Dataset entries
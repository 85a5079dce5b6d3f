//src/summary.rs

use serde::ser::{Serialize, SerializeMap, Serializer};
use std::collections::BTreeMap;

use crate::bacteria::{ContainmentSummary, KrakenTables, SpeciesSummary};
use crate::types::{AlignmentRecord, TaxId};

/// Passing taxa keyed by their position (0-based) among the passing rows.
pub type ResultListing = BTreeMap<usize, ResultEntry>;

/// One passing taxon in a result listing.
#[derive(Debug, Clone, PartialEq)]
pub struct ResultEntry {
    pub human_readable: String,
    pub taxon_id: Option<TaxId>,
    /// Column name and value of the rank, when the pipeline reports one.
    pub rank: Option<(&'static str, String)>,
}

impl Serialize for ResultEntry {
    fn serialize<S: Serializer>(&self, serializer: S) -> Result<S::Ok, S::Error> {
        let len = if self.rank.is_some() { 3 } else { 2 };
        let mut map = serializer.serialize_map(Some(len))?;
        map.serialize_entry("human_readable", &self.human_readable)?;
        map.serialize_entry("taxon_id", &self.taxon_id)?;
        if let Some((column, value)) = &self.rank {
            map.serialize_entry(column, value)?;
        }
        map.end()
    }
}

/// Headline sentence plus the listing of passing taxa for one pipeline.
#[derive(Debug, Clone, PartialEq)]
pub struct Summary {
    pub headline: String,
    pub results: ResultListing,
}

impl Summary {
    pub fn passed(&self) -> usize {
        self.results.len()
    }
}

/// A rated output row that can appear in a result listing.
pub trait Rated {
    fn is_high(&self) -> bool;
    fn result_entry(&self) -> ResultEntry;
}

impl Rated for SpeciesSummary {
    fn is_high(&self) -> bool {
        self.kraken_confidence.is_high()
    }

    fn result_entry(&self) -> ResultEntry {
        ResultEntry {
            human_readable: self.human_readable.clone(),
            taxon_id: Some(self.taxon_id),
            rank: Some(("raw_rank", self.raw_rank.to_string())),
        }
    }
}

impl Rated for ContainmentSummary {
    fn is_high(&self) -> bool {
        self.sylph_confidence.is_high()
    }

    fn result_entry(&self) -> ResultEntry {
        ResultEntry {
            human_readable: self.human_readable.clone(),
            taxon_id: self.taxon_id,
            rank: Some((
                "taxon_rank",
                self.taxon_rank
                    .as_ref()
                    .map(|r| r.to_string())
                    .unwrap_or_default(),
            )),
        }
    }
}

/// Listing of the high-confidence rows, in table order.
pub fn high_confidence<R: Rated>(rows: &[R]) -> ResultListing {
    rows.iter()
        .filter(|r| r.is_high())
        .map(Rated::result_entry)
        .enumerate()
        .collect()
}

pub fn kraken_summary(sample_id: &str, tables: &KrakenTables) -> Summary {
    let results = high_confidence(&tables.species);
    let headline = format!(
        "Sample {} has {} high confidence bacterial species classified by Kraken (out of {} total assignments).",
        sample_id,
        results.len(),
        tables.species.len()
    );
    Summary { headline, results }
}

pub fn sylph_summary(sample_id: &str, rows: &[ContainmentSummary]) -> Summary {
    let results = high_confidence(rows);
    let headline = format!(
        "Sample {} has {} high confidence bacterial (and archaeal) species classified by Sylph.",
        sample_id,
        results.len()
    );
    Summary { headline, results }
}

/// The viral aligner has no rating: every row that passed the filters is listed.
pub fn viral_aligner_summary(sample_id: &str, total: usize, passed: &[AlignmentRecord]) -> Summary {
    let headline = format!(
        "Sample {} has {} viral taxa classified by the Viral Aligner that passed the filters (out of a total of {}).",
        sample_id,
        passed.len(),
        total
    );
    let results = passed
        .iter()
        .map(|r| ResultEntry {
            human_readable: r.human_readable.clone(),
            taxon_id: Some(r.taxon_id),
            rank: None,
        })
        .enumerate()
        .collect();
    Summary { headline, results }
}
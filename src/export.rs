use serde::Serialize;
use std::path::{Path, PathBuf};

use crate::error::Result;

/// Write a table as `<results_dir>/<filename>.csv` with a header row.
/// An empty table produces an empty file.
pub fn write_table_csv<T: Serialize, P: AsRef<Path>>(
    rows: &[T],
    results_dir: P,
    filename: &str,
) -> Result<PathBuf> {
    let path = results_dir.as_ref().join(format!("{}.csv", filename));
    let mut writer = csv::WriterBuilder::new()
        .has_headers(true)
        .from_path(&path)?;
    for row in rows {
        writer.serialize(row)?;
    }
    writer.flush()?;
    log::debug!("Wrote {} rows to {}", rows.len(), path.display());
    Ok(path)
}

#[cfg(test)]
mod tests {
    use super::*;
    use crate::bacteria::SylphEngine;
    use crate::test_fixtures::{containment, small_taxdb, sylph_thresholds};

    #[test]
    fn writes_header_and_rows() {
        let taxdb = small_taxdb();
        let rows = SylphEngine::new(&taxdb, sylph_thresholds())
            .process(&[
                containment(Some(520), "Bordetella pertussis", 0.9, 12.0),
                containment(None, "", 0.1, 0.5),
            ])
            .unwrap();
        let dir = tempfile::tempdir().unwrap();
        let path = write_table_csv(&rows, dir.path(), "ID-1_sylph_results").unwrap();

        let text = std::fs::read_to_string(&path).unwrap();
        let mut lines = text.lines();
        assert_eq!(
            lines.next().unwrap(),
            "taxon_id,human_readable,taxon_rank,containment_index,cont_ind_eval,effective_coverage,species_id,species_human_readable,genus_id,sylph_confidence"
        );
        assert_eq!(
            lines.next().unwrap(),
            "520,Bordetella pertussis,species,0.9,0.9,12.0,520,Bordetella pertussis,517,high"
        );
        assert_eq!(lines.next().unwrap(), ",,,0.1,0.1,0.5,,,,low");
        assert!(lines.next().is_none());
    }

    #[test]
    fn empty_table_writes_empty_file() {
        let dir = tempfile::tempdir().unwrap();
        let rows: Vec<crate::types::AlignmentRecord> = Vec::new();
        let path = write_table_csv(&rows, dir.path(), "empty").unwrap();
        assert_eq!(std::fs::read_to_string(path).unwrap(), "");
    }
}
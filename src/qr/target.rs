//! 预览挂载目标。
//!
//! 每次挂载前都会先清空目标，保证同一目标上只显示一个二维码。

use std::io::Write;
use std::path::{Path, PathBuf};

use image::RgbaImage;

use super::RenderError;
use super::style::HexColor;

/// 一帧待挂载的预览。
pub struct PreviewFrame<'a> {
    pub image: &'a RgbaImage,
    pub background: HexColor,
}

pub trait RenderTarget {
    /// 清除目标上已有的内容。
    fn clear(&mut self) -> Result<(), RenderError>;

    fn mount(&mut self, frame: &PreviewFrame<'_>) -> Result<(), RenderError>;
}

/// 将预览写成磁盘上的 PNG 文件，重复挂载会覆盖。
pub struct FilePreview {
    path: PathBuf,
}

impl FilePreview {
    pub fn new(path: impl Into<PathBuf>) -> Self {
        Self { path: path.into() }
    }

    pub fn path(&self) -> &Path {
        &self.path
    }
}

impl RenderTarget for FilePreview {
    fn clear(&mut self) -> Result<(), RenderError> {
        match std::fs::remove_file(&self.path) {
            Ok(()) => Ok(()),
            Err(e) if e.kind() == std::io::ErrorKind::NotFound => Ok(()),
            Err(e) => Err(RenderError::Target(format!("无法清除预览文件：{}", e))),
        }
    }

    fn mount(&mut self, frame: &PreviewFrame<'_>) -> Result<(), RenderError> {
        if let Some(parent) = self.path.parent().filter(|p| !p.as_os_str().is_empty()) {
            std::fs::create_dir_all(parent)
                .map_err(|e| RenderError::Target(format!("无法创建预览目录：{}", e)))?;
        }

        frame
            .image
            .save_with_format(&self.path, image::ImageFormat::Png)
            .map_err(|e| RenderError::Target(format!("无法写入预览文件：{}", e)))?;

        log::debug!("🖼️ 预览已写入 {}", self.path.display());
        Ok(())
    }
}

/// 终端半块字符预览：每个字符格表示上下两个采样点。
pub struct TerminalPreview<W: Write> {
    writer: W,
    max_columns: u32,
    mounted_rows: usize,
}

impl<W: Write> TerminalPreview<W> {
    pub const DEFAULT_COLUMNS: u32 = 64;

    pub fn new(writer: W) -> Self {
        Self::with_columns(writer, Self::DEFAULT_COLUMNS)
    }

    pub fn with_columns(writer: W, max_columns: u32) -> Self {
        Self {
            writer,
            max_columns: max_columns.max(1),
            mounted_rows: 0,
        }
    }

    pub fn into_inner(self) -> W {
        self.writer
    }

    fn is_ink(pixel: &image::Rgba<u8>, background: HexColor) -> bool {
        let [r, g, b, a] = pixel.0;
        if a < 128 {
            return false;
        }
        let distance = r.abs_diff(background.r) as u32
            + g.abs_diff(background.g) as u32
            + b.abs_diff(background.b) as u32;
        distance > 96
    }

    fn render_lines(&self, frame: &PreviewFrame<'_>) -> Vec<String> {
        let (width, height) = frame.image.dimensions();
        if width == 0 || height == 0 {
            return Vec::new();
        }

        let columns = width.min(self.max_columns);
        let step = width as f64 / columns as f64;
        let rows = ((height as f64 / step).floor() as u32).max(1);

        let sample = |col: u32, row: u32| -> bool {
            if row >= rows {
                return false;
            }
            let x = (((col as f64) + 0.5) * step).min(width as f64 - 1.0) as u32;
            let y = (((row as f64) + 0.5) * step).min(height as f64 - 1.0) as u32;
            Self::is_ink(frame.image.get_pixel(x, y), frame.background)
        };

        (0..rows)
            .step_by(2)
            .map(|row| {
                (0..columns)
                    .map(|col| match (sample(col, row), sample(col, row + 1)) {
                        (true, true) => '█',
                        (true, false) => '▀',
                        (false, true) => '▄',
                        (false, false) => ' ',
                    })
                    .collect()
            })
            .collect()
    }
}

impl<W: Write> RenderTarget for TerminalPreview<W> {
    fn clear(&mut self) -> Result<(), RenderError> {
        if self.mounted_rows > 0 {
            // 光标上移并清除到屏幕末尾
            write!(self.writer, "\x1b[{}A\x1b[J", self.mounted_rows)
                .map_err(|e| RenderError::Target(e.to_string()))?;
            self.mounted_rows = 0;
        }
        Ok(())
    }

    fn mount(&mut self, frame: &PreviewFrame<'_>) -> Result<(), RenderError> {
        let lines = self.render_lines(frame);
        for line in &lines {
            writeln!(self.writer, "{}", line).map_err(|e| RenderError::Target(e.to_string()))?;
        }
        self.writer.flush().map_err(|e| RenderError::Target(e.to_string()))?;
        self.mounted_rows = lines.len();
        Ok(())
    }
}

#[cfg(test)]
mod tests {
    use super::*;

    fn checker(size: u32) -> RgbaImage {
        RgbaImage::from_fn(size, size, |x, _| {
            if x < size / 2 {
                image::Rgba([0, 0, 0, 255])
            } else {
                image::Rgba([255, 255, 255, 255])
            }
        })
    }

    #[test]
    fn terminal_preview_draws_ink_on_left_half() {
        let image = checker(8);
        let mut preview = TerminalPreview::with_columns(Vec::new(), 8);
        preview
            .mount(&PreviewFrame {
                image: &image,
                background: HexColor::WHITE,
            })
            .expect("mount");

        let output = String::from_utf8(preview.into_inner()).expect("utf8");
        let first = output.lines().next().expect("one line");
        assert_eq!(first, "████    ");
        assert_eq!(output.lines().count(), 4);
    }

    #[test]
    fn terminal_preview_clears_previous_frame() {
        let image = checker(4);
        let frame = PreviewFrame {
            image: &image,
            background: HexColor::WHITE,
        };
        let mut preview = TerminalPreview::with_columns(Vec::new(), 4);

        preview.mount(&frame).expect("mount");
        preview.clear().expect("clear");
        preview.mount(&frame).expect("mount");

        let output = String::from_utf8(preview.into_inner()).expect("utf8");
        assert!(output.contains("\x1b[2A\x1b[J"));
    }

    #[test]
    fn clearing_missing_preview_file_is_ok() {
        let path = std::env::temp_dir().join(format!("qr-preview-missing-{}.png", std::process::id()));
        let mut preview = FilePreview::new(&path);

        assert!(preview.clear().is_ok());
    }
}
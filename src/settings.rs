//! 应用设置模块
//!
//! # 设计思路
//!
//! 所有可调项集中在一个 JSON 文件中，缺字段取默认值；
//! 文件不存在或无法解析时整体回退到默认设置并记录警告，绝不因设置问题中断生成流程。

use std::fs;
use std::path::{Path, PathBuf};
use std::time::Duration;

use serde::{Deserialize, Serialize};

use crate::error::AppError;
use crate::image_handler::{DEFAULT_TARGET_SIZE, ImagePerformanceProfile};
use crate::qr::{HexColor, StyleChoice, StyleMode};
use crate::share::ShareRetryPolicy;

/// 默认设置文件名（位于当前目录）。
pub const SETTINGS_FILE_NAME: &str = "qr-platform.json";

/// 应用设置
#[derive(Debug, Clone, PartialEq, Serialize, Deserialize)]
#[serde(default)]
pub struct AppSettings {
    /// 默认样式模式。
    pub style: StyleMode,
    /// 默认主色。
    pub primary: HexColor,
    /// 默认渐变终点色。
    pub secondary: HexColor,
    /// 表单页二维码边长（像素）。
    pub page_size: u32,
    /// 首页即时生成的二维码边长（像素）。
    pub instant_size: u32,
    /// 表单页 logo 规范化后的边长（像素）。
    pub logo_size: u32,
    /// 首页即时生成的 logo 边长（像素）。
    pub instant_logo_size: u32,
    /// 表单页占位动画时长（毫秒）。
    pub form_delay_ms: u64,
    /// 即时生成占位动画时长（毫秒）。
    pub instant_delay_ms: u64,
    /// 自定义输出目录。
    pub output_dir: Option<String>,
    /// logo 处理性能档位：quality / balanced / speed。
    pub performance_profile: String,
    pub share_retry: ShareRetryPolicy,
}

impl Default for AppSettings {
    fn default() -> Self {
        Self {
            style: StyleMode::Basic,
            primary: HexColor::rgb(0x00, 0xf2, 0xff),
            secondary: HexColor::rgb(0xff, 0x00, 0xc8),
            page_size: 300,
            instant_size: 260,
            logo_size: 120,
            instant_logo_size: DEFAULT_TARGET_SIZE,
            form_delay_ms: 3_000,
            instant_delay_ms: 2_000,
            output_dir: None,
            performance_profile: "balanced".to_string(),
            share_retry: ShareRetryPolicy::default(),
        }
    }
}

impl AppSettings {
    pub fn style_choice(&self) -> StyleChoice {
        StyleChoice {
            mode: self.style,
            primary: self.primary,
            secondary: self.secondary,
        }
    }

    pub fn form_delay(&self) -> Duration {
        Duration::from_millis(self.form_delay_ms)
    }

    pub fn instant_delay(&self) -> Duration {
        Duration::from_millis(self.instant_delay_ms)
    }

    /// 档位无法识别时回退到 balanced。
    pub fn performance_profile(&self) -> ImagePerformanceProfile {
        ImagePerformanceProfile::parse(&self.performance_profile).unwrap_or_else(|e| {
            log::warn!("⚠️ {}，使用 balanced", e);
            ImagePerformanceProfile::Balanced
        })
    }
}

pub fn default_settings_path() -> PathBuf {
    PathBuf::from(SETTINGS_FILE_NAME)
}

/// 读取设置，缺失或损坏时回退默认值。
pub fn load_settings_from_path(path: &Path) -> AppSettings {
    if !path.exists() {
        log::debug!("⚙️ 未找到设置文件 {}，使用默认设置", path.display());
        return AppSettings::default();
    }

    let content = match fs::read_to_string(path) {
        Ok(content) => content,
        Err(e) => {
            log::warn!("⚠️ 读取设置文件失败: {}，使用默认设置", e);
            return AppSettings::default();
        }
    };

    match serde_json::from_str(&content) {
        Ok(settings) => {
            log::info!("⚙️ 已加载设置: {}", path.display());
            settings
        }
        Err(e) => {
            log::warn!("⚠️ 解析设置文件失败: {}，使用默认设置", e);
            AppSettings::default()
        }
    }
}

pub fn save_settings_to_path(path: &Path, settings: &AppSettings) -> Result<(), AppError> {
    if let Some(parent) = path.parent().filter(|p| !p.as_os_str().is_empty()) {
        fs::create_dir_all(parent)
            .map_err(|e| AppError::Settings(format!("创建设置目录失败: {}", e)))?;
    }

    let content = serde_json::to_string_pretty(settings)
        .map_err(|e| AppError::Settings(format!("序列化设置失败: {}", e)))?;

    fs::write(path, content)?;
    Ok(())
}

* [Aim of the task] Write only the number of lines in the data where the word "match" occurs.

* [Task result] 4